Can You Save Too Much in a 401k? The Sequel
Welcome to part 2 of the big question of whether you can save too much in a 401k. I know what you’re thinking after last week’s email – “This is great and all, Dan. But I participate in a traditional 401k. How about covering that?!?” Well, fortunately Nick also broke this down for a traditional 401k, but he admits it is a more complex analysis here.
The big difference when looking at contributions to a traditional 401k vs a Roth 401k is contributions to the traditional 401k go in before taxes. So, we need to adjust our contribution amounts to reflect this difference. The assumption here is you are in a 24% tax bracket while working and also the same bracket in retirement. To make the tax-adjusted contribution so we can compare it to the $10,000 annual contribution we need to make the actual 401k contribution an amount of $13,158.
Side note – if you know with 100% certainty your tax rate in retirement will be identical to your rate while working, well, it makes no difference if you are saving in a traditional 401k or a Roth 401k. Here is where it gets complex. If this assumption is true, then the factor that makes a difference when considering the benefit of a traditional 401k is the difference between your tax rate when working and the tax rate when retired.
Here is where you need to take the time and read this article on Nick’s site because he has included a great chart illustrating the benefits. However, since I cannot share the chart easily here I wanted to share his conclusion and I’m going to quote him – “as your tax rate in retirement increases, the annual benefit of contributing to a traditional 401(k) decreases, relative to a taxable account.”
Nick goes on with his conclusions. He states the benefits of a traditional 401k get are completely nullified once your retirement tax rate gets too high. In his example and using the assumptions I mentioned earlier, this magic number is a retirement tax rate of 34%. Basically, with a retirement tax rate this high and avoiding paying the 24% tax rate when you were working, you simply traded paying a current 24% bill now to instead pay a tax bill at a 34% rate. Ughh. Bad deal, except for Uncle Sam.
So, where does this leave us? Well, if tax rates go up in retirement significantly then any gains you made in your traditional 401k could be completely wiped out. A similar argument could be made if capital gains rates go up for taxable accounts.
Ultimately, no one knows what will happen with tax rates in the future. The assumption/fear sale technique has always been rates will go up. This has been said for years and years. Somehow Congress and the White House have been able to push that down the road time and time again. There’s a whole new school of thought about Modern Money Theory that basically says – ah, don’t worry about it.
Getting back on where this leaves us. First, no matter current or future tax rates, it makes sense to max out your employer match. Beyond that point is where you need to start looking at things such as the internal expenses in your 401k plan and also things like – would I ever need some of this money before retirement? In those situations it may make sense to consider utilizing a low-cost buy and hold strategy in a taxable account.

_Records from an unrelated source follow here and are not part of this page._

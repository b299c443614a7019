//! In-memory device backend for unit tests

use crate::device_client::DeviceApi;
use crate::error::{Error, Result};
use crate::models::{Configuration, DeviceStatus, ImageEntry};
use async_trait::async_trait;
use std::collections::BTreeSet;
use std::sync::atomic::{AtomicUsize, Ordering};
use std::sync::Mutex;
use std::time::Duration;

/// 6x8 grid configuration used across tests
pub fn sample_config() -> Configuration {
    Configuration {
        motion_threshold: 20,
        time_lapse_duration: 10,
        time_between_snaps: 0.5,
        image_quality: 80,
        timezone: "US/Eastern".to_string(),
        grid_rows: 6,
        grid_cols: 8,
        grid_mask: BTreeSet::new(),
        extra: serde_json::Map::new(),
    }
}

#[derive(Default)]
struct Failures {
    status: bool,
    config_get: bool,
    config_post: bool,
    commands: bool,
    gallery: bool,
    logs: bool,
}

struct FakeState {
    config: Configuration,
    status: DeviceStatus,
    images: Vec<ImageEntry>,
    logs: Vec<String>,
    archive: Vec<u8>,
    posted: Vec<Configuration>,
    commands: Vec<&'static str>,
    clamp_quality: Option<i32>,
    failures: Failures,
    status_delay: Option<Duration>,
}

/// Scriptable [`DeviceApi`] implementation
pub struct FakeDevice {
    state: Mutex<FakeState>,
    status_fetches: AtomicUsize,
    in_flight: AtomicUsize,
    max_in_flight: AtomicUsize,
}

impl FakeDevice {
    pub fn new() -> Self {
        Self::with_config(sample_config())
    }

    pub fn with_config(config: Configuration) -> Self {
        Self {
            state: Mutex::new(FakeState {
                config,
                status: DeviceStatus::default(),
                images: Vec::new(),
                logs: Vec::new(),
                archive: Vec::new(),
                posted: Vec::new(),
                commands: Vec::new(),
                clamp_quality: None,
                failures: Failures::default(),
                status_delay: None,
            }),
            status_fetches: AtomicUsize::new(0),
            in_flight: AtomicUsize::new(0),
            max_in_flight: AtomicUsize::new(0),
        }
    }

    pub fn set_status(&self, status: DeviceStatus) {
        self.state.lock().unwrap().status = status;
    }

    pub fn set_config(&self, config: Configuration) {
        self.state.lock().unwrap().config = config;
    }

    pub fn stored_config(&self) -> Configuration {
        self.state.lock().unwrap().config.clone()
    }

    pub fn set_images(&self, images: Vec<ImageEntry>) {
        self.state.lock().unwrap().images = images;
    }

    pub fn set_logs(&self, logs: Vec<String>) {
        self.state.lock().unwrap().logs = logs;
    }

    pub fn set_archive(&self, archive: Vec<u8>) {
        self.state.lock().unwrap().archive = archive;
    }

    /// Backend caps image_quality at this value when persisting
    pub fn clamp_quality(&self, max: i32) {
        self.state.lock().unwrap().clamp_quality = Some(max);
    }

    pub fn set_status_delay(&self, delay: Duration) {
        self.state.lock().unwrap().status_delay = Some(delay);
    }

    pub fn fail_status(&self, fail: bool) {
        self.state.lock().unwrap().failures.status = fail;
    }

    pub fn fail_config_get(&self, fail: bool) {
        self.state.lock().unwrap().failures.config_get = fail;
    }

    pub fn fail_config_post(&self, fail: bool) {
        self.state.lock().unwrap().failures.config_post = fail;
    }

    pub fn fail_commands(&self, fail: bool) {
        self.state.lock().unwrap().failures.commands = fail;
    }

    pub fn fail_gallery(&self, fail: bool) {
        self.state.lock().unwrap().failures.gallery = fail;
    }

    pub fn fail_logs(&self, fail: bool) {
        self.state.lock().unwrap().failures.logs = fail;
    }

    pub fn posted(&self) -> Vec<Configuration> {
        self.state.lock().unwrap().posted.clone()
    }

    pub fn commands(&self) -> Vec<&'static str> {
        self.state.lock().unwrap().commands.clone()
    }

    pub fn status_fetches(&self) -> usize {
        self.status_fetches.load(Ordering::SeqCst)
    }

    pub fn max_concurrent_status_fetches(&self) -> usize {
        self.max_in_flight.load(Ordering::SeqCst)
    }

    fn unavailable() -> Error {
        Error::Api {
            status: 503,
            body: "device unavailable".to_string(),
        }
    }
}

#[async_trait]
impl DeviceApi for FakeDevice {
    async fn get_config(&self) -> Result<Configuration> {
        let state = self.state.lock().unwrap();
        if state.failures.config_get {
            return Err(Self::unavailable());
        }
        Ok(state.config.clone())
    }

    async fn post_config(&self, config: &Configuration) -> Result<()> {
        let mut state = self.state.lock().unwrap();
        state.posted.push(config.clone());
        if state.failures.config_post {
            return Err(Self::unavailable());
        }
        let mut stored = config.clone();
        if let Some(max) = state.clamp_quality {
            stored.image_quality = stored.image_quality.min(max);
        }
        state.config = stored;
        Ok(())
    }

    async fn start_monitoring(&self) -> Result<()> {
        let mut state = self.state.lock().unwrap();
        state.commands.push("start");
        if state.failures.commands {
            return Err(Self::unavailable());
        }
        state.status.monitoring_enabled = true;
        Ok(())
    }

    async fn stop_monitoring(&self) -> Result<()> {
        let mut state = self.state.lock().unwrap();
        state.commands.push("stop");
        if state.failures.commands {
            return Err(Self::unavailable());
        }
        state.status.monitoring_enabled = false;
        state.status.recording = false;
        Ok(())
    }

    async fn get_status(&self) -> Result<DeviceStatus> {
        self.status_fetches.fetch_add(1, Ordering::SeqCst);
        let now = self.in_flight.fetch_add(1, Ordering::SeqCst) + 1;
        self.max_in_flight.fetch_max(now, Ordering::SeqCst);

        let delay = self.state.lock().unwrap().status_delay;
        if let Some(delay) = delay {
            tokio::time::sleep(delay).await;
        }

        let result = {
            let state = self.state.lock().unwrap();
            if state.failures.status {
                Err(Self::unavailable())
            } else {
                Ok(state.status.clone())
            }
        };

        self.in_flight.fetch_sub(1, Ordering::SeqCst);
        result
    }

    async fn list_images(&self) -> Result<Vec<ImageEntry>> {
        let state = self.state.lock().unwrap();
        if state.failures.gallery {
            return Err(Self::unavailable());
        }
        Ok(state.images.clone())
    }

    async fn delete_all_images(&self) -> Result<()> {
        let mut state = self.state.lock().unwrap();
        if state.failures.gallery {
            return Err(Self::unavailable());
        }
        state.images.clear();
        Ok(())
    }

    async fn download_images(&self) -> Result<Vec<u8>> {
        let state = self.state.lock().unwrap();
        if state.failures.gallery {
            return Err(Self::unavailable());
        }
        Ok(state.archive.clone())
    }

    async fn get_logs(&self) -> Result<Vec<String>> {
        let state = self.state.lock().unwrap();
        if state.failures.logs {
            return Err(Self::unavailable());
        }
        Ok(state.logs.clone())
    }

    fn resolve_url(&self, path: &str) -> String {
        format!("http://device.test{}", path)
    }
}
//! ControlActions - Start/Stop Commands
//!
//! Commands are fire-and-confirm: the panel never flips its own buttons.
//! After every command (success or failure) one extra status tick is
//! requested and that tick decides what the operator sees.

use crate::device_client::DeviceApi;
use crate::error::Result;
use crate::panel_hub::{PanelHub, PanelMessage};
use crate::status_poller::StatusPoller;
use serde::{Deserialize, Serialize};
use std::sync::Arc;

/// Monitoring commands
#[derive(Debug, Clone, Copy, PartialEq, Eq, Serialize, Deserialize)]
#[serde(rename_all = "snake_case")]
pub enum Command {
    Start,
    Stop,
}

impl Command {
    fn failure_message(&self) -> &'static str {
        match self {
            Command::Start => "Failed to start monitoring",
            Command::Stop => "Failed to stop monitoring",
        }
    }
}

/// ControlActions instance
pub struct ControlActions {
    device: Arc<dyn DeviceApi>,
    poller: Arc<StatusPoller>,
    hub: Arc<PanelHub>,
}

impl ControlActions {
    pub fn new(device: Arc<dyn DeviceApi>, poller: Arc<StatusPoller>, hub: Arc<PanelHub>) -> Self {
        Self { device, poller, hub }
    }

    /// Arm motion monitoring
    pub async fn start(&self) -> Result<()> {
        self.run(Command::Start).await
    }

    /// Disarm motion monitoring
    pub async fn stop(&self) -> Result<()> {
        self.run(Command::Stop).await
    }

    /// Issue `command`, report failures to the operator, then request a
    /// status tick
    pub async fn run(&self, command: Command) -> Result<()> {
        let result = match command {
            Command::Start => self.device.start_monitoring().await,
            Command::Stop => self.device.stop_monitoring().await,
        };

        match &result {
            Ok(()) => tracing::info!(command = ?command, "Command accepted"),
            Err(e) => {
                tracing::error!(command = ?command, error = %e, "Command failed");
                self.hub
                    .publish(PanelMessage::blocking(command.failure_message()))
                    .await;
            }
        }

        self.poller.request_tick();
        result
    }
}
use diesel::prelude::*;

use crate::domain::tag::{NewTag as DomainNewTag, Tag as DomainTag};
use crate::models::tag::{NewTag as DbNewTag, Tag as DbTag};
use crate::repository::errors::{RepositoryError, RepositoryResult};
use crate::repository::{DieselRepository, TagReader, TagWriter};

impl TagReader for DieselRepository {
    fn get_tag_by_id(&self, id: i32) -> RepositoryResult<Option<DomainTag>> {
        use crate::schema::tags;

        let mut conn = self.conn()?;

        let tag = tags::table
            .filter(tags::id.eq(id))
            .first::<DbTag>(&mut conn)
            .optional()?;

        Ok(tag.map(DomainTag::from))
    }

    fn get_tag_by_name(&self, name: &str) -> RepositoryResult<Option<DomainTag>> {
        use crate::schema::tags;

        let mut conn = self.conn()?;

        let tag = tags::table
            .filter(tags::name.eq(name))
            .first::<DbTag>(&mut conn)
            .optional()?;

        Ok(tag.map(DomainTag::from))
    }

    fn list_tags(&self) -> RepositoryResult<Vec<DomainTag>> {
        use crate::schema::tags;

        let mut conn = self.conn()?;

        let tags = tags::table.order(tags::name.asc()).load::<DbTag>(&mut conn)?;

        Ok(tags.into_iter().map(DomainTag::from).collect())
    }

    fn list_tags_by_ids(&self, ids: &[i32]) -> RepositoryResult<Vec<DomainTag>> {
        use crate::schema::tags;

        if ids.is_empty() {
            return Ok(Vec::new());
        }

        let mut conn = self.conn()?;

        let tags = tags::table
            .filter(tags::id.eq_any(ids))
            .order(tags::id.asc())
            .load::<DbTag>(&mut conn)?;

        Ok(tags.into_iter().map(DomainTag::from).collect())
    }
}

impl TagWriter for DieselRepository {
    fn create_tag(&self, new_tag: &DomainNewTag) -> RepositoryResult<DomainTag> {
        use crate::schema::tags;

        let mut conn = self.conn()?;
        let insertable = DbNewTag::from(new_tag);

        let created = diesel::insert_into(tags::table)
            .values(&insertable)
            .get_result::<DbTag>(&mut conn)?;

        Ok(created.into())
    }

    /// Deleting a tag drops its product associations but leaves the
    /// products themselves intact.
    fn delete_tag(&self, tag_id: i32) -> RepositoryResult<()> {
        use crate::schema::{product_tags, tags};

        let mut conn = self.conn()?;

        conn.transaction::<(), RepositoryError, _>(|conn| {
            diesel::delete(product_tags::table.filter(product_tags::tag_id.eq(tag_id)))
                .execute(conn)?;

            let deleted =
                diesel::delete(tags::table.filter(tags::id.eq(tag_id))).execute(conn)?;

            if deleted == 0 {
                return Err(RepositoryError::NotFound);
            }

            Ok(())
        })
    }
}
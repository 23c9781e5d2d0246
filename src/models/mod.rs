pub mod category;
pub mod product;
pub mod product_image;
pub mod product_tag;
pub mod tag;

One final thought on this whole consideration, including whether to go the Roth 401k or traditional 401k route vs a taxable account. First, a big benefit of participating in a 401k is the ease of use and staying disciplined with your investments. Your contributions automatically come out of your pay before you have a chance to touch (spend) it. Plus, you know if you liquidate it early you will be socked with a penalty as well as adding to your taxable income bill for the year. Putting the money automatically into a taxable account is not as direct and knowing you have readily accessible money can be very tempting for many people. Even if your 401k investment expenses are at or above the national average, it may be worth paying that additional expense to keep you disciplined and regulated with your retirement savings. As always, something to talk to your CFP® about.
I lied. One more final thought based on some feedback from last week’s article. And I admit I should have mentioned this before. This entire analysis assumes you are paying little to no fees to your financial advisor. I know I’m the outlier by charging a flat fee regardless of asset size. Most advisors charge a percentage of assets, which often starts at 1%. Once you add in the investment expenses this fee can double to 2%. You may also have additional indirect fees if your advisor is actively trading your account as those fees include trading expenses and taxes. Ultimately, this is just a reminder to be fully aware of the fees you pay your advisor and bring them into this consideration.